Apply the Bayesian optimizer to the function we created in the previous step to identify the best hyperparameters. We will run 10 iterations and set init_points = 2.


In [43]:
#aka TWO CALIBRATION ITERATIONS!!!
#so then why don't they call it 'init_iter' or 'init_steps'?!?!? why init 'POINTS'?!?!?!?!?!? that seems really
#misleading / confusing no?!?!?!?!?!!? unless i'm understanding it wrong and they're NOT iterations?!

#leaves! max_depth! so they were right! this is decision tree stuff!!!
#Here's wiki!:
#"Gradient boosting is a machine learning technique used in regression and classification tasks, among others.
#It gives a prediction model in the form of an ensemble of weak prediction models, which are typically
#decision trees.[1][2] When a decision tree is the weak learner, the resulting algorithm is called
#gradient-boosted trees; it usually outperforms random forest.[1][2][3] A gradient-boosted trees model is built
#in a stage-wise fashion as in other boosting methods, but it generalizes the other methods by allowing
#optimization of an arbitrary differentiable loss function." >>>THAT EXPLAINS IT!!!!!!

lgbBO = BayesianOptimization(lgb_eval, {'num_leaves': (25, 4000),
                                                'max_depth': (5, 63),
                                                'lambda_l2': (0.0, 0.05),
                                                'lambda_l1': (0.0, 0.05),
                                                'min_child_samples': (50, 10000),
                                                'min_data_in_leaf': (100, 2000)
                                                })

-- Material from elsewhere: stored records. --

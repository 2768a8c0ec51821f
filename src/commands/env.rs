//! Environment commands: cd, env

use crate::engine::{Cmd, CmdResult, CmdUsage};
use crate::error::ScriptError;
use crate::state::State;

// ──────────────────────────────────────────────────────────
// cd: change directory
// ──────────────────────────────────────────────────────────

pub(super) struct CdCmd;

impl Cmd for CdCmd {
    fn run(&self, state: &mut State, neg: bool, args: &[String]) -> Result<CmdResult, ScriptError> {
        if neg {
            return Err(ScriptError::unsupported_negation("cd"));
        }
        let [dir] = args else {
            return Err(ScriptError::usage("cd", "dir"));
        };

        state.chdir(dir)?;
        Ok(CmdResult::Ok)
    }

    fn usage(&self) -> CmdUsage {
        CmdUsage {
            summary: "Change the current directory".into(),
            args: "dir".into(),
        }
    }
}

// ──────────────────────────────────────────────────────────
// env: set/print environment variables
// ──────────────────────────────────────────────────────────

pub(super) struct EnvCmd;

impl Cmd for EnvCmd {
    fn run(&self, state: &mut State, neg: bool, args: &[String]) -> Result<CmdResult, ScriptError> {
        if neg {
            return Err(ScriptError::unsupported_negation("env"));
        }

        match args {
            [] => {
                let entries: Vec<String> = state.env.entries().to_vec();
                for entry in &entries {
                    state.logf(entry);
                }
                Ok(CmdResult::Ok)
            }
            [assignment] => {
                let Some((key, value)) = assignment.split_once('=') else {
                    return Err(ScriptError::usage("env", "[key=value]"));
                };
                state.setenv(key, value);
                Ok(CmdResult::Ok)
            }
            _ => Err(ScriptError::usage("env", "[key=value]")),
        }
    }

    fn usage(&self) -> CmdUsage {
        CmdUsage {
            summary: "Log the environment, or set one variable".into(),
            args: "[key=value]".into(),
        }
    }
}

#[cfg(test)]
mod tests {
    use crate::commands::testutil::{run, state};
    use crate::error::ErrorKind;

    #[test]
    fn test_cd_changes_pwd() {
        let (tmp, mut state) = state();
        std::fs::create_dir(tmp.path().join("sub")).unwrap();
        run(&mut state, false, "cd sub").unwrap();
        assert_eq!(state.pwd, tmp.path().join("sub"));
    }

    #[test]
    fn test_cd_errors() {
        let (_tmp, mut state) = state();
        assert_eq!(run(&mut state, false, "cd").unwrap_err().kind, ErrorKind::UsageError);
        assert!(run(&mut state, false, "cd missing").is_err());
        let err = run(&mut state, true, "cd .").unwrap_err();
        assert_eq!(err.message, "unsupported: ! cd");
    }

    #[test]
    fn test_env_set_and_log() {
        let (_tmp, mut state) = state();
        run(&mut state, false, "env GREETING=hello=world").unwrap();
        assert_eq!(state.getenv("GREETING"), "hello=world");
        run(&mut state, false, "env").unwrap();
        assert!(state.log().lines().any(|l| l == "GREETING=hello=world"));
    }

    #[test]
    fn test_env_usage() {
        let (_tmp, mut state) = state();
        assert!(run(&mut state, false, "env NOEQUALS").is_err());
        assert!(run(&mut state, false, "env A=1 B=2").is_err());
        assert!(run(&mut state, true, "env").is_err());
    }
}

#ahhhhhhhhhhhhhhhhh, okay, so, lgb_eval, which we just defined above/made as a function,
#is our OPTIMIZER function, and it takes all those arguments, as shown in the cell block above,
#and the values for those are GIVEN HERE IN THE {} ARRAY!!!!! remem, NO DEFAULTS SPECIFIED!!!!! SO GOTTA FILL/SPECIFY!!!!!
#normally we're used to calling custom functions by just like lgb_eval(num_leaves=(25,400)....etc etc!)....
#BUT! REMEM! THIS IS HOW WE USED THE BAYESIANOPTIMIZER FUNCTION CALL IN OUR SIMPLE SAMPLE EXAMPLE ABOVE!!!!!!
#aka 'simple_func' was simply a+b:
# def simple_func(a, b):
#     return a + b

#so w/ BO, we did, remem:

# optimizer = BayesianOptimization(simple_func,{'a': (1, 3),'b': (4, 7)})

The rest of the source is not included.